Reveel/Informative Neighbors: The Li and Stephens model is problematic since LD does not follow an HMM architecture. Instead, in order to differentiate between errors in reads and rare alleles, we will use haplotype and linkage disequilibrium information. First, given a target SNP, we must find the k- nearest neighbors in terms of linkage disequilibrium. To do this, we will use a graph similar to the one mentioned in the linkage disequilibrium section. The diagram to the left shows a visual representation of k- nearest neighbors with respect to linkage disequilibrium. Note that the target SNP is aligned at a right angle to other locations in the genome that have a high degree of linkage disequilibrium with it. Now consider the following algorithm: A candidate polymorphic site is a position j where some individuals have at least 2 reads with the same minor allele. This algorithm maximizes the probability of having true reads by modeling linkage disequilibrium using the nearest neighbors procedure described above.

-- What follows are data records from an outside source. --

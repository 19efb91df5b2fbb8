use std::io::{self, BufRead, BufReader, ErrorKind, Write};
use std::thread;
use serialport::SerialPort;
use crate::config::AppConfig;
use crate::drivers::error::DaqError;
use crate::drivers::protocol::DeviceCommand;
use crate::drivers::source::DeviceLink;

/// Names of the serial ports currently visible to the OS.
pub fn list_ports() -> Vec<String> {
    match serialport::available_ports() {
        Ok(ports) => ports.into_iter().map(|p| p.port_name).collect(),
        Err(e) => {
            log::warn!("failed to enumerate serial ports: {e}");
            Vec::new()
        }
    }
}

/// Rebuilds `\n`-terminated lines from a reader that may time out mid-line.
#[derive(Default)]
struct LineAssembler {
    // bytes of a line whose terminator has not arrived yet
    pending: Vec<u8>,
}

impl LineAssembler {
    /// One read. `Some` only for a complete, non-blank line, decoded lossily and trimmed.
    fn read_from<R: BufRead>(&mut self, reader: &mut R) -> io::Result<Option<String>> {
        match reader.read_until(b'\n', &mut self.pending) {
            Ok(_) if self.pending.ends_with(b"\n") => {
                let bytes = std::mem::take(&mut self.pending);
                let line = String::from_utf8_lossy(&bytes).trim().to_string();
                Ok((!line.is_empty()).then_some(line))
            }
            Ok(_) => Ok(None),
            Err(e) if e.kind() == ErrorKind::TimedOut => Ok(None),
            Err(e) => Err(e),
        }
    }
}

/// Line-oriented session with the acquisition board over a serial port.
pub struct SerialSession {
    port_name: String,
    reader: BufReader<Box<dyn SerialPort>>,
    lines: LineAssembler,
}

impl SerialSession {
    /// Opens the port and waits for the board to come out of reset.
    pub fn open(port_name: &str, config: &AppConfig) -> Result<Self, DaqError> {
        let port = serialport::new(port_name, config.baud_rate)
            .timeout(config.read_timeout())
            .data_bits(serialport::DataBits::Eight)
            .parity(serialport::Parity::None)
            .stop_bits(serialport::StopBits::One)
            .flow_control(serialport::FlowControl::None)
            .open()?;
        log::info!("opened {port_name} at {} baud", config.baud_rate);
        thread::sleep(config.settle_delay());
        Ok(Self {
            port_name: port_name.to_string(),
            reader: BufReader::new(port),
            lines: LineAssembler::default(),
        })
    }

    fn has_input(&self) -> Result<bool, DaqError> {
        if !self.reader.buffer().is_empty() {
            return Ok(true);
        }
        Ok(self.reader.get_ref().bytes_to_read()? > 0)
    }
}

impl DeviceLink for SerialSession {
    fn send_command(&mut self, command: DeviceCommand) -> Result<(), DaqError> {
        let port = self.reader.get_mut();
        port.write_all(command.as_bytes())?;
        port.flush()?;
        log::info!("sent {command} to {}", self.port_name);
        Ok(())
    }

    fn next_line(&mut self) -> Result<Option<String>, DaqError> {
        while self.has_input()? {
            if let Some(line) = self.lines.read_from(&mut self.reader)? {
                return Ok(Some(line));
            }
        }
        Ok(None)
    }

    fn describe(&self) -> String {
        self.port_name.clone()
    }
}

Molecular Evolution and Phylogenetic Tree reconstruction The second portion of the lecture focused on mathematically modeling molecular evolution. Molecular evolution occurs due to changes in DNA copies from one generation to the next. These changes are usually due to small insertions and deletions, often of a single base. Even though larger mutation events occur, we will focus on modeling these single base change events. Proteins (genes) evolve by both duplication and species divergence. A gene that creates a protein is highly specialized. A few changes in the regulatory sequence, improper splicing, or a few amino acid errors may result in a dysfunctional protein. How do we get amazing gene diversity? The answer centers on the process of duplication. Suppose we have 1 functional gene, but after some event it is duplicated, so now the genome contains two functional copies of the gene. Now, one of the copies can evolve while the other maintains its original function. This allows the organism to keep making the protein encoded by the original gene while simultaneously allowing new proteins to be formed as the other copy is mutated. Orthology and Paralogy Homologs can be classified as either orthologs or paralogs. Orthologs are derived from speciation, paralogs are everything else. In this tree, duplication events are represented as red squares, and speciation events are represented as blue circles. To determine if two genes are orthologs or paralogs, follow the edges of the tree back to where they converge. If they converge at a red square, then they are paralogs, if they converge at a blue circle, they are orthologs.

Phylogenies Phylogenies are a compact way of representing the evolution of species. In a phylogenetic tree, nodes are species, edges are time of independent evolution, edge length represents evolutionary time (genetic distance, not necessarily chronological time). Above is a phylogeny tree of species sequenced so far.